Born in an era when the profession of actor was considered to be morally suspect, Molière lived the sort of dramatic life one might associate with penny novels. He married the daughter of his (female) business partner, a girl half his age who is generally thought to be the illegitimate daughter of a nobleman. The Seventeenth Century equivalent of the tabloids accused him of marrying his own daughter, naturally, as Molière probably had an ongoing affair with the mother. (Reading the biographies of French intellectuals during this period is like watching the Jerry Springer show.) While performing in his last play, Le Malade Imaginaire, he was suddenly stricken, and died soon thereafter. Although the cause was almost certainly his tuberculosis, the popular rumor of the time was that he was poisoned at the behest of composer Jean-Baptiste Lully. Molière and Lully worked together on many of Molière’s plays, which included music and dance sequences. The two had a falling out, and Molière switched to Marc-Antoine Charpentier, causing a bit of drama at the time.
I first read Tartuffe in high school, and loved it. Since that time, in addition to the plays I have read, I have seen excellent local productions of Le Misanthrope (California State University Bakersfield) and Le Bourgeois Gentilhomme (The Empty Space, a local theater). I never ceases to amaze me how modern and relevant his plays seem. As much as I love Shakespeare for his glorious language and timeless understanding of human nature, I must admit that his plots speak of long departed eras. Thus, I am somewhat surprised that Molière isn’t more popular today.

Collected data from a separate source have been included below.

use crate::error::{ApiError, ApiResult};
use async_trait::async_trait;
use serde::{Serialize, de::DeserializeOwned};
use std::collections::HashMap;

// =========================================================
// 抽象接口定义
// =========================================================

#[async_trait(?Send)]
pub trait StorageAdapter {
    async fn get<T: DeserializeOwned>(&self, key: &str) -> ApiResult<Option<T>>;
    async fn put<T: Serialize>(&self, key: &str, value: &T) -> ApiResult<()>;
    async fn list_map<T: DeserializeOwned>(&self, prefix: &str) -> ApiResult<HashMap<String, T>>;
}

// =========================================================
// 生产环境实现 (WorkerStorage)
// =========================================================

pub struct WorkerStorage(pub worker::Storage);

#[async_trait(?Send)]
impl StorageAdapter for WorkerStorage {
    async fn get<T: DeserializeOwned>(&self, key: &str) -> ApiResult<Option<T>> {
        match self.0.get(key).await {
            Ok(v) => Ok(v),
            // 某些版本的 worker crate 在 key 不存在时会报错
            Err(e) if e.to_string().contains("No such value") => Ok(None),
            Err(e) => Err(ApiError::from(e).in_op_with("storage.get", key)),
        }
    }

    async fn put<T: Serialize>(&self, key: &str, value: &T) -> ApiResult<()> {
        self.0
            .put(key, value)
            .await
            .map_err(|e| ApiError::from(e).in_op_with("storage.put", key))
    }

    async fn list_map<T: DeserializeOwned>(&self, prefix: &str) -> ApiResult<HashMap<String, T>> {
        let opts = worker::ListOptions::new().prefix(prefix);
        let raw_map = self
            .0
            .list_with_options(opts)
            .await
            .map_err(|e| ApiError::from(e).in_op_with("storage.list", prefix))?;

        let mut result = HashMap::new();
        for key_res in raw_map.keys() {
            let key_js = key_res.map_err(|_| ApiError::store("JS Iterator Error"))?;
            let key_str = key_js
                .as_string()
                .ok_or_else(|| ApiError::store("Key is not string"))?;

            let val: T = serde_wasm_bindgen::from_value(raw_map.get(&key_js)).map_err(|e| {
                ApiError::serialization(e.to_string()).in_op_with("storage.list", &key_str)
            })?;
            result.insert(key_str, val);
        }

        Ok(result)
    }
}

// =========================================================
// 测试环境实现 (MockStorage)
// =========================================================

#[cfg(test)]
#[derive(Default)]
pub struct MockStorage {
    // 存储序列化后的 JSON 字符串，模拟真实存储的序列化边界
    pub map: std::cell::RefCell<HashMap<String, String>>,
}

#[cfg(test)]
impl MockStorage {
    pub fn new() -> Self {
        Self::default()
    }

    pub fn len(&self) -> usize {
        self.map.borrow().len()
    }
}

#[cfg(test)]
#[async_trait(?Send)]
impl StorageAdapter for MockStorage {
    async fn get<T: DeserializeOwned>(&self, key: &str) -> ApiResult<Option<T>> {
        let map = self.map.borrow();
        match map.get(key) {
            Some(val_str) => Ok(Some(serde_json::from_str(val_str)?)),
            None => Ok(None),
        }
    }

    async fn put<T: Serialize>(&self, key: &str, value: &T) -> ApiResult<()> {
        let val_str = serde_json::to_string(value)?;
        self.map.borrow_mut().insert(key.to_string(), val_str);
        Ok(())
    }

    async fn list_map<T: DeserializeOwned>(&self, prefix: &str) -> ApiResult<HashMap<String, T>> {
        let map = self.map.borrow();
        let mut result = HashMap::new();
        for (k, v_str) in map.iter() {
            if k.starts_with(prefix) {
                result.insert(k.clone(), serde_json::from_str(v_str)?);
            }
        }
        Ok(result)
    }
}
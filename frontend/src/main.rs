use leptos::prelude::*;
use testhub_frontend::App;

// WASM 体积优先：使用 lol_alloc 作为全局分配器
#[cfg(target_arch = "wasm32")]
use lol_alloc::{AssumeSingleThreaded, FreeListAllocator};

#[cfg(target_arch = "wasm32")]
#[global_allocator]
static ALLOCATOR: AssumeSingleThreaded<FreeListAllocator> =
    unsafe { AssumeSingleThreaded::new(FreeListAllocator::new()) };

fn main() {
    console_error_panic_hook::set_once();
    leptos::logging::log!("[App] TESTHUB frontend starting");
    mount_to_body(App);
}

The School for Husbands was Molière’s first full length play, although it is still shorter than most of his best known works. Two brothers, Ariste and Sganarelle have been given the care of two orphaned young ladies, Léonor and Isabella, respectively. Each hopes to win the love of his lovely ward. Ariste is fairly laid back, and allows Léonor and her maid Lisette to attend fashionable parties, and generally treats her as an equal. Sganarelle, in contrast, prefers to keep his intended in a box, and governs her in an overbearing manner.
From the very beginning, it is clear that Sganarelle has no use for pleasure or society. He argues with Ariste over his antisocial behavior.
Ariste: That surly humor, whose severity
Shuns all the pleasures of society,
Gives all your actions an eccentric air,
And lends uncouthness even to what you wear.
Sganarelle: Of course, I must be fashion’s slave! Oh yes!
And not content myself in how I dress!
…
Wouldn’t you like to see me ape the ways
Of your young fashionable popinjays,
Wear one of their ridiculous chapeaux
That bare weak brains to every breeze that blows,
And a blond wig that takes up so much space
As quite to obfuscate the human face?
A tiny doublet, like to disappear,
And a great collar reaching down to here?
Those sleeves, at dinner sampling every food,
Those petticoats, as breeches misconstrued?
Those ribbons on the shoes, which look as sweet
As feathers look upon a pigeon’s feet?
And those great canions, reaching from the knees,
Which rob the legs of freedom and of ease,
And give our gallant fops a straddling gait
As though on shuttlecocks they ambulate?
This is the way you’d like to see me dressed:
Wearing this trash, like you and all the rest.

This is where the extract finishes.